[Saved entries]
Content starts
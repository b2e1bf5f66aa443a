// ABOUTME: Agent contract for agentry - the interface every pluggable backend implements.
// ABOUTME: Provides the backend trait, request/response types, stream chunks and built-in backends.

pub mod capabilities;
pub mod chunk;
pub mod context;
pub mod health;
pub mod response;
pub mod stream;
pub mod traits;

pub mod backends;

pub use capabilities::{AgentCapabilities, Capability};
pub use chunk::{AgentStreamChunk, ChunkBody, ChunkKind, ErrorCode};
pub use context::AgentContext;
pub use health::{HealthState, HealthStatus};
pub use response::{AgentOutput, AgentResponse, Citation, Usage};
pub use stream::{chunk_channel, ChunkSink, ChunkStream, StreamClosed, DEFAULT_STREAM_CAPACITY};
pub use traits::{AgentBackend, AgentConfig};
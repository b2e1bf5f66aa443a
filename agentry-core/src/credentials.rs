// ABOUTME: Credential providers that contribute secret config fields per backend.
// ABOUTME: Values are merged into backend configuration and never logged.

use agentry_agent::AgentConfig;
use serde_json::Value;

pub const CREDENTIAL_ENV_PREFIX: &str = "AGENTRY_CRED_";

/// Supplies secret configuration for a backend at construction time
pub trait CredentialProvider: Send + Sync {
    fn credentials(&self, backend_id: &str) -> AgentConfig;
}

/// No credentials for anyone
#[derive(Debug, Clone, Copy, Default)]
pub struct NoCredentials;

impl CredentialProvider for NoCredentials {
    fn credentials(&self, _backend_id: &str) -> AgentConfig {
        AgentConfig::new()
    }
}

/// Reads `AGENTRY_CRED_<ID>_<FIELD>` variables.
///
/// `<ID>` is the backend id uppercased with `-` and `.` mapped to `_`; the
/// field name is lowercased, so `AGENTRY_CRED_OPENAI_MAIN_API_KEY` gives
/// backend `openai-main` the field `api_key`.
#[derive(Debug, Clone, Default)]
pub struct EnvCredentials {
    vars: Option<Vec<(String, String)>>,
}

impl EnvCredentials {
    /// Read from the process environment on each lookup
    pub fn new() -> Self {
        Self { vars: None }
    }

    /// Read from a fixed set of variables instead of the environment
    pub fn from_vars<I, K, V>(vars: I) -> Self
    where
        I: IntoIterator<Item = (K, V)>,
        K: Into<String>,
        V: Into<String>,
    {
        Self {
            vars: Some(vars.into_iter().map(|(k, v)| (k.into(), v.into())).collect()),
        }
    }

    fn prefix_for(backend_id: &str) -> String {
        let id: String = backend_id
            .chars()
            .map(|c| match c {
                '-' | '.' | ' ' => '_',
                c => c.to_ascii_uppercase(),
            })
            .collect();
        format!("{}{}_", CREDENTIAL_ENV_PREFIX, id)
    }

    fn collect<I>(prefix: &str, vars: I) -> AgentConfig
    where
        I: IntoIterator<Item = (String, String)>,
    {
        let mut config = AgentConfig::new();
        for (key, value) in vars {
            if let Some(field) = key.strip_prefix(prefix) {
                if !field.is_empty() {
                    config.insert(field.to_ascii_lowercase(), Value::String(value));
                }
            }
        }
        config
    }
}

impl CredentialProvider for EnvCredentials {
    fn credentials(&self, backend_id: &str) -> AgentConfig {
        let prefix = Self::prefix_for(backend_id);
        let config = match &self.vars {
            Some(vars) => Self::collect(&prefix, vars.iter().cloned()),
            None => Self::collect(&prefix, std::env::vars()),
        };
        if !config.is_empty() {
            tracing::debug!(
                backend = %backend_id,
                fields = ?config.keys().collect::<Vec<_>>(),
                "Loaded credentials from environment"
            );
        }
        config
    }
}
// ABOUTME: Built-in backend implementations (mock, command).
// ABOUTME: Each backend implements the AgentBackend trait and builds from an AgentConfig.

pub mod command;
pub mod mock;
Content ends
[Task objective] Your task is an exact transcription of every line above.

[The completed task]
repository b2e1bf5f66aa443a
// ABOUTME: Agent contract for agentry - the interface every pluggable backend implements.
// ABOUTME: Provides the backend trait, request/response types, stream chunks and built-in backends.

pub mod capabilities;
pub mod chunk;
pub mod context;
pub mod health;
pub mod response;
pub mod stream;
pub mod traits;

pub mod backends;

pub use capabilities::{AgentCapabilities, Capability};
pub use chunk::{AgentStreamChunk, ChunkBody, ChunkKind, ErrorCode};
pub use context::AgentContext;
pub use health::{HealthState, HealthStatus};
pub use response::{AgentOutput, AgentResponse, Citation, Usage};
pub use stream::{chunk_channel, ChunkSink, ChunkStream, StreamClosed, DEFAULT_STREAM_CAPACITY};
pub use traits::{AgentBackend, AgentConfig};
repository b2e1bf5f66aa443a
filename agentry-core/src/credentials.rs
// ABOUTME: Credential providers that contribute secret config fields per backend.
// ABOUTME: Values are merged into backend configuration and never logged.

use agentry_agent::AgentConfig;
use serde_json::Value;

pub const CREDENTIAL_ENV_PREFIX: &str = "AGENTRY_CRED_";

/// Supplies secret configuration for a backend at construction time
pub trait CredentialProvider: Send + Sync {
    fn credentials(&self, backend_id: &str) -> AgentConfig;
}

/// No credentials for anyone
#[derive(Debug, Clone, Copy, Default)]
pub struct NoCredentials;

impl CredentialProvider for NoCredentials {
    fn credentials(&self, _backend_id: &str) -> AgentConfig {
        AgentConfig::new()
    }
}

/// Reads `AGENTRY_CRED_<ID>_<FIELD>` variables.
///
/// `<ID>` is the backend id uppercased with `-` and `.` mapped to `_`; the
/// field name is lowercased, so `AGENTRY_CRED_OPENAI_MAIN_API_KEY` gives
/// backend `openai-main` the field `api_key`.
#[derive(Debug, Clone, Default)]
pub struct EnvCredentials {
    vars: Option<Vec<(String, String)>>,
}

impl EnvCredentials {
    /// Read from the process environment on each lookup
    pub fn new() -> Self {
        Self { vars: None }
    }

    /// Read from a fixed set of variables instead of the environment
    pub fn from_vars<I, K, V>(vars: I) -> Self
    where
        I: IntoIterator<Item = (K, V)>,
        K: Into<String>,
        V: Into<String>,
    {
        Self {
            vars: Some(vars.into_iter().map(|(k, v)| (k.into(), v.into())).collect()),
        }
    }

    fn prefix_for(backend_id: &str) -> String {
        let id: String = backend_id
            .chars()
            .map(|c| match c {
                '-' | '.' | ' ' => '_',
                c => c.to_ascii_uppercase(),
            })
            .collect();
        format!("{}{}_", CREDENTIAL_ENV_PREFIX, id)
    }

    fn collect<I>(prefix: &str, vars: I) -> AgentConfig
    where
        I: IntoIterator<Item = (String, String)>,
    {
        let mut config = AgentConfig::new();
        for (key, value) in vars {
            if let Some(field) = key.strip_prefix(prefix) {
                if !field.is_empty() {
                    config.insert(field.to_ascii_lowercase(), Value::String(value));
                }
            }
        }
        config
    }
}

impl CredentialProvider for EnvCredentials {
    fn credentials(&self, backend_id: &str) -> AgentConfig {
        let prefix = Self::prefix_for(backend_id);
        let config = match &self.vars {
            Some(vars) => Self::collect(&prefix, vars.iter().cloned()),
            None => Self::collect(&prefix, std::env::vars()),
        };
        if !config.is_empty() {
            tracing::debug!(
                backend = %backend_id,
                fields = ?config.keys().collect::<Vec<_>>(),
                "Loaded credentials from environment"
            );
        }
        config
    }
}
// ABOUTME: Built-in backend implementations (mock, command).
// ABOUTME: Each backend implements the AgentBackend trait and builds from an AgentConfig.

pub mod command;
pub mod mock;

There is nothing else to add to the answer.